Levenloos - de namen van alle andere verschijnselen en objecten: boek, tafel, muur, raam, natuur, instituut, steppe, bos, vriendelijkheid, diepte, reis, beweging, incident.
Deze woorden hebben verschillende rollen en betekenissen. De rangen van zelfstandige naamwoorden naar betekenis hebben hun eigen specifieke kenmerken. Geanimeerde zijn vaak afgeleid en morfologisch verschillend van levenloze. Dit zijn de namen van verschillende personen, evenals vrouwelijke dieren, die vaak worden gemotiveerd door een woord dat een dier of persoon noemt zonder geslacht of man te specificeren: student-student, leraar-leraar, schoolmeisje-schoolmeisje, kleinzoon-kleindochter, Moskoviet- Moskoviet, leeuw-leeuwin, kat-kat, etc.
In de regel hebben levende zelfstandige naamwoorden een morfologische betekenis van het vrouwelijke of mannelijke geslacht, en slechts enkele - van het middelste geslacht, terwijl semantisch wordt bepaald dat het tot een of ander geslacht van het zelfstandig naamwoord behoort (behalve de middelste, die levende wezens worden genoemd, ongeacht geslacht: de naam van een niet-volwassen persoon (kind) ofnamen zoals schepsel, gezicht, insect, zoogdier, dier). Levenloze zelfstandige naamwoorden zijn onderverdeeld in drie morfologische geslachten - onzijdig, vrouwelijk en mannelijk.
Paradigma's van levenloze en bezielde zelfstandige naamwoorden
De paradigma's van levenloos en bezield verschillen consequent in het meervoud: bezielen heeft een accusatiefvorm die samenv alt met de genitief. Voorbeeld: geen dieren, geen zussen en broers (R.p.), zag dieren, zag zussen en broers (V.p.). Meervoudige levenloze zelfstandige naamwoorden hebben de accusatiefvorm, die hetzelfde is als de nominatief. Voorbeeld: er staan appels, peren en perziken op tafel (I.p.); appels, peren en perziken gekocht (V.p.).

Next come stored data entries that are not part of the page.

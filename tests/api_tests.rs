/// Integration tests for the transport client and controller against a live
/// local HTTP server.
///
/// Each test spawns a `tiny_http` server on an ephemeral port in a background
/// thread. The server answers a scripted list of responses, records what it
/// received, then waits briefly for any unexpected extra request so tests can
/// assert that no call was made.
use std::io::Read;
use std::net::TcpListener;
use std::thread::{self, JoinHandle};
use std::time::Duration;

use cloudcost::api::{AnalysisService, ApiClient, ApiError, Endpoint};
use cloudcost::controller::{ActionError, ActionKind, Controller, DisplayState, SelectedFile};
use cloudcost::history::HistoryLog;
use serde_json::json;
use tiny_http::{Header, Response, Server, StatusCode};

/// What the mock server saw for one request.
#[derive(Debug)]
struct Captured {
    method: String,
    url: String,
    content_type: String,
    body: Vec<u8>,
}

struct MockService {
    base_url: String,
    handle: JoinHandle<Vec<Captured>>,
}

impl MockService {
    /// Serve `replies` in order, one per request.
    fn start(replies: Vec<(u16, &'static str)>) -> Self {
        let server = Server::http("127.0.0.1:0").unwrap();
        let addr = server.server_addr().to_ip().unwrap();
        let base_url = format!("http://{addr}");

        let handle = thread::spawn(move || {
            let mut captured = Vec::new();
            for (status, body) in replies {
                let Ok(Some(request)) = server.recv_timeout(Duration::from_secs(10)) else {
                    break;
                };
                captured.push(answer(request, status, body));
            }
            // Anything beyond the script is recorded as unexpected.
            while let Ok(Some(request)) = server.recv_timeout(Duration::from_millis(150)) {
                captured.push(answer(request, 599, ""));
            }
            captured
        });

        Self { base_url, handle }
    }

    fn client(&self) -> ApiClient {
        ApiClient::new(&self.base_url, Some(Duration::from_secs(10)))
    }

    fn finish(self) -> Vec<Captured> {
        self.handle.join().unwrap()
    }
}

fn answer(mut request: tiny_http::Request, status: u16, body: &str) -> Captured {
    let mut received = Vec::new();
    request.as_reader().read_to_end(&mut received).unwrap();
    let content_type = request
        .headers()
        .iter()
        .find(|h| h.field.equiv("Content-Type"))
        .map(|h| h.value.to_string())
        .unwrap_or_default();
    let captured = Captured {
        method: request.method().to_string(),
        url: request.url().to_string(),
        content_type,
        body: received,
    };

    let header = Header::from_bytes("Content-Type", "application/json").unwrap();
    let response = Response::from_string(body)
        .with_header(header)
        .with_status_code(StatusCode(status));
    request.respond(response).unwrap();
    captured
}

fn usage_csv() -> SelectedFile {
    SelectedFile::new(
        "usage.csv",
        b"timestamp,cpu,memory,cost\n2024-01-15T00:00:00,12.5,40,1.20\n".to_vec(),
    )
}

// ---------------------------------------------------------------------------
// Transport
// ---------------------------------------------------------------------------

#[test]
fn uploads_multipart_file_field_and_parses_object() {
    let mock = MockService::start(vec![(200, r#"{"cost_predictions": {"trend": "rising"}}"#)]);
    let payload = mock
        .client()
        .analyze(Endpoint::PredictCost, &usage_csv())
        .unwrap();
    let captured = mock.finish();

    assert_eq!(payload["cost_predictions"]["trend"], json!("rising"));
    assert_eq!(captured.len(), 1);
    let req = &captured[0];
    assert_eq!(req.method, "POST");
    assert_eq!(req.url, "/predict-cost");
    assert!(req.content_type.starts_with("multipart/form-data; boundary="));

    let body = String::from_utf8_lossy(&req.body);
    assert!(body.contains("Content-Disposition: form-data; name=\"file\"; filename=\"usage.csv\""));
    assert!(body.contains("Content-Type: text/csv"));
    assert!(body.contains("2024-01-15T00:00:00,12.5,40,1.20"));
}

#[test]
fn detect_waste_hits_its_own_path() {
    let mock = MockService::start(vec![(200, "{}")]);
    mock.client()
        .analyze(Endpoint::DetectWaste, &usage_csv())
        .unwrap();
    assert_eq!(mock.finish()[0].url, "/detect-waste");
}

#[test]
fn error_body_is_surfaced_verbatim() {
    let mock = MockService::start(vec![(500, "model unavailable")]);
    let err = mock
        .client()
        .analyze(Endpoint::PredictCost, &usage_csv())
        .unwrap_err();
    mock.finish();

    assert_eq!(err, ApiError::Request("model unavailable".to_string()));
    assert_eq!(err.to_string(), "model unavailable");
}

#[test]
fn empty_error_body_falls_back_to_request_failed() {
    let mock = MockService::start(vec![(500, "")]);
    let err = mock
        .client()
        .analyze(Endpoint::DetectWaste, &usage_csv())
        .unwrap_err();
    mock.finish();

    assert_eq!(err.to_string(), "Request failed");
}

#[test]
fn non_json_success_is_a_parse_error() {
    let mock = MockService::start(vec![(200, "<html>oops</html>"), (200, "[1, 2]")]);
    let client = mock.client();
    let first = client
        .analyze(Endpoint::PredictCost, &usage_csv())
        .unwrap_err();
    let second = client
        .analyze(Endpoint::PredictCost, &usage_csv())
        .unwrap_err();
    mock.finish();

    assert!(matches!(first, ApiError::Parse(ref m) if !m.is_empty()));
    assert!(matches!(second, ApiError::Parse(_)));
}

#[test]
fn unreachable_service_is_a_network_error() {
    let port = {
        let listener = TcpListener::bind("127.0.0.1:0").unwrap();
        listener.local_addr().unwrap().port()
    };
    let client = ApiClient::new(&format!("http://127.0.0.1:{port}"), Some(Duration::from_secs(5)));
    let err = client
        .analyze(Endpoint::PredictCost, &usage_csv())
        .unwrap_err();

    assert!(matches!(err, ApiError::Network(ref m) if !m.is_empty()));
}

#[test]
fn trailing_slash_in_base_url_is_ignored() {
    let mock = MockService::start(vec![(200, "{}")]);
    let client = ApiClient::new(&format!("{}/", mock.base_url), None);
    client
        .analyze(Endpoint::PredictCost, &usage_csv())
        .unwrap();
    assert_eq!(mock.finish()[0].url, "/predict-cost");
}

// ---------------------------------------------------------------------------
// Controller over HTTP
// ---------------------------------------------------------------------------

#[test]
fn no_file_makes_no_network_call() {
    let mock = MockService::start(Vec::new());
    let controller = Controller::new(mock.client());
    let err = controller.run_action(ActionKind::Predict).unwrap_err();

    assert_eq!(err, ActionError::NoFile);
    assert_eq!(
        controller.display(),
        DisplayState::Error("Please upload a CSV file first".to_string())
    );
    assert!(mock.finish().is_empty());
}

#[test]
fn server_error_becomes_controller_error_state() {
    let mock = MockService::start(vec![(500, "model unavailable")]);
    let controller = Controller::new(mock.client());
    controller.select_file(Some(usage_csv()));
    controller.run_action(ActionKind::Waste).unwrap_err();
    mock.finish();

    let snap = controller.snapshot();
    assert_eq!(snap.error.as_deref(), Some("model unavailable"));
    assert_eq!(snap.result, None);
    assert!(!snap.loading);
}

#[test]
fn success_is_tagged_and_logged_to_history() {
    let dir = tempfile::tempdir().unwrap();
    let log = HistoryLog::new(dir.path().join("history.jsonl"));

    let mock = MockService::start(vec![
        (200, r#"{"waste_analysis": {"estimated_monthly_savings": 42}}"#),
        (503, "down for maintenance"),
    ]);
    let controller = Controller::new(mock.client()).with_history(log.clone());
    controller.select_file(Some(usage_csv()));

    let result = controller.run_action(ActionKind::Waste).unwrap();
    assert_eq!(result.payload["action"], json!("waste"));
    let keys: Vec<&String> = result.payload.keys().collect();
    assert_eq!(keys, ["waste_analysis", "action"]);

    controller.run_action(ActionKind::Predict).unwrap_err();
    mock.finish();

    let entries = log.read_all();
    assert_eq!(entries.len(), 2);
    assert_eq!(entries[0].action, "waste");
    assert_eq!(entries[0].file, "usage.csv");
    assert!(entries[0].success);
    assert_eq!(entries[1].action, "predict");
    assert!(!entries[1].success);
    assert_eq!(entries[1].error.as_deref(), Some("down for maintenance"));
}
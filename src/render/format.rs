//! Number, percentage and timestamp formatting shared by both renderers.
//!
//! Dates are shown in en-US short form. Timestamps carrying a `Z` or an
//! offset are converted to the local zone; naive timestamps are already
//! local and are shown as written.

use chrono::{DateTime, Local, NaiveDate, NaiveDateTime};

/// Fixed-point rendering that rounds the exact decimal value of `value`,
/// ties away from zero. `2.675` is stored as `2.67499...` and gives `2.67`.
/// Magnitudes of `1e21` and above fall back to exponent form.
pub fn to_fixed(value: f64, digits: usize) -> String {
    if !value.is_finite() {
        return if value.is_nan() {
            "NaN".to_string()
        } else if value > 0.0 {
            "Infinity".to_string()
        } else {
            "-Infinity".to_string()
        };
    }
    if value.abs() >= 1e21 {
        return exponent_form(value);
    }

    // Every finite f64 has a terminating expansion within 1074 fractional digits.
    let exact = format!("{:.*}", digits.max(1074), value.abs());
    let (int_part, frac) = exact.split_once('.').unwrap_or((exact.as_str(), ""));
    let mut kept: Vec<u8> = int_part
        .bytes()
        .chain(frac.bytes().take(digits))
        .collect();
    if frac.as_bytes().get(digits).is_some_and(|d| *d >= b'5') {
        round_up(&mut kept);
    }

    let int_len = kept.len() - digits;
    let mut out = String::with_capacity(kept.len() + 2);
    // Avoid "-0.00".
    if value < 0.0 && kept.iter().any(|d| *d != b'0') {
        out.push('-');
    }
    out.extend(kept[..int_len].iter().map(|d| *d as char));
    if digits > 0 {
        out.push('.');
        out.extend(kept[int_len..].iter().map(|d| *d as char));
    }
    out
}

/// Add one unit in the last place of a decimal digit string.
fn round_up(digits: &mut Vec<u8>) {
    for d in digits.iter_mut().rev() {
        if *d == b'9' {
            *d = b'0';
        } else {
            *d += 1;
            return;
        }
    }
    digits.insert(0, b'1');
}

/// `1e+21`, `-2.5e+22`
fn exponent_form(value: f64) -> String {
    let s = format!("{value:e}");
    match s.split_once('e') {
        Some((mantissa, exp)) if !exp.starts_with('-') => format!("{mantissa}e+{exp}"),
        _ => s,
    }
}

/// `$` followed by the amount to two decimals.
pub fn money(value: f64) -> String {
    format!("${}", to_fixed(value, 2))
}

/// Plain number the way a JSON value prints: `3`, `2.5`.
pub fn plain_number(value: f64) -> String {
    if value == 0.0 {
        "0".to_string()
    } else {
        format!("{value}")
    }
}

/// Clamp a percentage to the drawable range [0, 100].
pub fn clamp_pct(value: f64) -> f64 {
    if value.is_nan() {
        0.0
    } else {
        value.clamp(0.0, 100.0)
    }
}

/// Parse the timestamp forms the service is known to emit.
pub fn parse_timestamp(raw: &str) -> Option<NaiveDateTime> {
    let raw = raw.trim();
    if let Ok(dt) = DateTime::parse_from_rfc3339(raw) {
        return Some(dt.with_timezone(&Local).naive_local());
    }
    const FORMATS: [&str; 4] = [
        "%Y-%m-%dT%H:%M:%S%.f",
        "%Y-%m-%d %H:%M:%S%.f",
        "%Y-%m-%dT%H:%M",
        "%Y-%m-%d %H:%M",
    ];
    for fmt in FORMATS {
        if let Ok(dt) = NaiveDateTime::parse_from_str(raw, fmt) {
            return Some(dt);
        }
    }
    NaiveDate::parse_from_str(raw, "%Y-%m-%d")
        .ok()
        .and_then(|d| d.and_hms_opt(0, 0, 0))
}

const INVALID_DATE: &str = "Invalid Date";

/// `Jan 15`
pub fn short_date(raw: &str) -> String {
    parse_timestamp(raw)
        .map(|dt| dt.format("%b %-d").to_string())
        .unwrap_or_else(|| INVALID_DATE.to_string())
}

/// `Jan 15, 02:00 PM`. Missing timestamps are invalid dates.
pub fn short_date_time(raw: Option<&str>) -> String {
    raw.and_then(parse_timestamp)
        .map(|dt| dt.format("%b %-d, %I:%M %p").to_string())
        .unwrap_or_else(|| INVALID_DATE.to_string())
}

/// `02:30 PM`
pub fn clock_time(raw: &str) -> Option<String> {
    parse_timestamp(raw).map(|dt| dt.format("%I:%M %p").to_string())
}

/// `2:30:05 PM`, used for "Analysis completed at".
pub fn completed_time(at: &DateTime<Local>) -> String {
    at.format("%-I:%M:%S %p").to_string()
}

/// First `n` characters of `s`.
pub fn take_chars(s: &str, n: usize) -> String {
    s.chars().take(n).collect()
}

#[cfg(test)]
mod tests {
    use super::*;
    use chrono::{TimeZone, Utc};

    #[test]
    fn to_fixed_rounds_half_away_from_zero() {
        assert_eq!(to_fixed(123.4, 2), "123.40");
        assert_eq!(to_fixed(0.0, 2), "0.00");
        assert_eq!(to_fixed(74.5, 0), "75");
        assert_eq!(to_fixed(2.25, 1), "2.3");
        assert_eq!(to_fixed(0.125, 2), "0.13");
        assert_eq!(to_fixed(-2.5, 0), "-3");
        assert_eq!(to_fixed(-0.0001, 2), "0.00");
        assert_eq!(to_fixed(f64::NAN, 2), "NaN");
    }

    #[test]
    fn to_fixed_uses_the_stored_binary_value() {
        // Both literals sit just below the tie once stored as f64.
        assert_eq!(to_fixed(2.675, 2), "2.67");
        assert_eq!(to_fixed(1.45, 1), "1.4");
        assert_eq!(money(1.005), "$1.00");
    }

    #[test]
    fn to_fixed_carries_through_nines() {
        assert_eq!(to_fixed(9.995, 2), "9.99");
        assert_eq!(to_fixed(9.9951, 2), "10.00");
        assert_eq!(to_fixed(99.5, 0), "100");
        assert_eq!(to_fixed(0.96, 1), "1.0");
    }

    #[test]
    fn to_fixed_huge_values_use_exponent_form() {
        assert_eq!(to_fixed(1e21, 2), "1e+21");
        assert_eq!(to_fixed(-2.5e22, 2), "-2.5e+22");
        assert_eq!(to_fixed(1e20, 0), "100000000000000000000");
    }

    #[test]
    fn money_prefixes_dollar() {
        assert_eq!(money(123.4), "$123.40");
        assert_eq!(money(0.0), "$0.00");
        assert_eq!(money(1234.567), "$1234.57");
    }

    #[test]
    fn plain_number_matches_json_text() {
        assert_eq!(plain_number(3.0), "3");
        assert_eq!(plain_number(2.5), "2.5");
        assert_eq!(plain_number(-0.0), "0");
    }

    #[test]
    fn clamp_pct_bounds() {
        assert_eq!(clamp_pct(150.0), 100.0);
        assert_eq!(clamp_pct(-5.0), 0.0);
        assert_eq!(clamp_pct(42.5), 42.5);
        assert_eq!(clamp_pct(f64::NAN), 0.0);
    }

    #[test]
    fn parses_common_timestamp_forms() {
        let expected = NaiveDate::from_ymd_opt(2024, 1, 15)
            .unwrap()
            .and_hms_opt(14, 30, 0)
            .unwrap();
        assert_eq!(parse_timestamp("2024-01-15T14:30:00"), Some(expected));
        assert_eq!(parse_timestamp("2024-01-15 14:30:00"), Some(expected));
        assert_eq!(parse_timestamp("2024-01-15T14:30:00.000"), Some(expected));
        assert_eq!(parse_timestamp("2024-01-15T14:30"), Some(expected));
        assert!(parse_timestamp("2024-01-15").is_some());
        assert_eq!(parse_timestamp("yesterday"), None);
    }

    #[test]
    fn offset_timestamps_convert_to_local_time() {
        let utc = parse_timestamp("2024-01-15T14:30:00Z").unwrap();
        let shifted = parse_timestamp("2024-01-15T16:30:00+02:00").unwrap();
        assert_eq!(utc, shifted);

        let expected = Utc
            .with_ymd_and_hms(2024, 1, 15, 14, 30, 0)
            .unwrap()
            .with_timezone(&Local)
            .naive_local();
        assert_eq!(utc, expected);
    }

    #[test]
    fn date_formats() {
        assert_eq!(short_date("2024-01-05"), "Jan 5");
        assert_eq!(short_date("garbage"), "Invalid Date");
        assert_eq!(short_date_time(Some("2024-03-09T14:05:00")), "Mar 9, 02:05 PM");
        assert_eq!(short_date_time(Some("2024-03-09T09:00:00")), "Mar 9, 09:00 AM");
        assert_eq!(short_date_time(None), "Invalid Date");
        assert_eq!(clock_time("2024-01-15T14:30:00").as_deref(), Some("02:30 PM"));
        assert_eq!(clock_time("nope"), None);
    }

    #[test]
    fn completed_time_has_no_leading_zero() {
        let at = Local.with_ymd_and_hms(2024, 1, 15, 9, 5, 7).unwrap();
        assert_eq!(completed_time(&at), "9:05:07 AM");
    }

    #[test]
    fn take_chars_is_char_based() {
        assert_eq!(take_chars("Monday", 3), "Mon");
        assert_eq!(take_chars("Mo", 3), "Mo");
        assert_eq!(take_chars("Ünter", 3), "Ünt");
    }
}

We beschouwden het zelfstandig naamwoord als een woordsoort, rijen van zelfstandige naamwoorden. We hopen dat je dit artikel nuttig vond. Als de informatie niet voldoende is, raden we u aan vertrouwd te raken met de werken die Kochanova O. N. over dit onderwerp heeft geschreven. De rangschikkingen van zelfstandige naamwoorden op basis van betekenis worden in enig detail behandeld in haar artikelen.